新近研究发现α-突触核蛋白的剪切在帕金森病（PD）发病中起到关键作用，但其机制不明。申请人前期研究发现PD患者黑质组织中天冬酰胺内肽酶（AEP）活性升高，并剪切α-突触核蛋白，形成其1-103片段。目前尚不明确多巴胺能神经元内AEP特异性活化，并剪切α-突触核蛋白的机制，也不清楚AEP对α-突触核蛋白的剪切是否直接参与PD的发病。本课题拟采用体外PD模型和α-突触核蛋白转基因小鼠、AEP基因敲除小鼠，以及大鼠黑质立体定位病毒注射等模型，联合运用动物行为学以及经典的细胞、分子生物学方法，重点探讨黑质多巴胺能神经元老化过程中AEP特异性活化并剪切α-突触核蛋白的机制，明确AEP剪切对α-突触核蛋白聚集和神经毒性的影响，以阐明AEP介导的α-突触核蛋白剪切在PD发病中的核心作用。本课题的研究结果将为AEP介导PD多巴胺能神经元损伤提供实验依据，为深入研究PD的早期诊治策略提供新的分子靶标。

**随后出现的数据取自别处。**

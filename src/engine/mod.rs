// Tue Jan 13 2026 - Alex

pub mod cancel;
pub mod context;
pub mod core;
pub mod error;
pub mod events;
pub mod metrics;
pub mod result;
pub mod scheduler;
mod store;
pub mod task;
pub mod worker;

pub use self::core::Engine;
pub use cancel::{CancellationToken, Cancelled};
pub use context::{ProgressReporter, TaskContext};
pub use error::{EngineError, EngineResult};
pub use events::{TaskEvent, SUBSCRIBER_BUFFER};
pub use metrics::{EngineMetrics, TaskStatistics};
pub use result::{ProgressInfo, TaskRecord};
pub use scheduler::{Dispatcher, PendingEntry, PendingQueue};
pub use task::{callable_name, TaskId, TaskOptions, TaskOutput, TaskPriority, TaskStatus};
pub use worker::ExecutionPool;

帕金森病（Parkinson’s disease, PD）的病因和发病机制不明，其特征性的病理改变为黑质致密部多巴胺能神经元变性缺失，残存的神经元内路易小体形成。α-突触核蛋白的异常聚集在路易小体的形成和神经元损伤中起到关键作用，但其异常聚集的分子机制尚不明确。在本课题中，我们重点研究了天冬酰胺内肽酶（asparagine endopeptidase, AEP）剪切α-突触核蛋白介导PD发病的分子机制。我们发现AEP特异性剪切α-突触核蛋白的N103位点，形成α-syn(1-103)片段。质谱分析和免疫组织化学染色发现PD患者脑内存在大量AEP剪切形成的α-syn(1-103)片段，而且小鼠脑内AEP的活性和α-syn(1-103)片段的表达水平均随年龄的增长而逐渐增高。体外研究发现α-syn(1-103)片段更易聚集形成不溶性的聚集体，导致神经损伤。小鼠脑内过表达α-syn(1-103)片段能够诱导黑质内α-突触核蛋白聚集、多巴胺能神经元损伤和动物行为学障碍，而敲除小鼠AEP的表达能够部分阻断α-突触核蛋白诱导的小鼠PD样病理学、形态学和行为学变化。为了进一步证实AEP对α-突触核蛋白的剪切在PD发病中的作用，我们在小鼠脑内过表达不能被AEP剪切的α-突触和蛋白突变体（N103A），发现N103A突变体能够阻断α-syn(1-103)片段的生成，并减缓α-突触核蛋白在脑内的聚集，减轻小鼠的PD样行为学改变。本研究阐明了AEP通过剪切α-突触核蛋白介导PD发病的分子机制，提示AEP可以作为PD治疗的新靶点。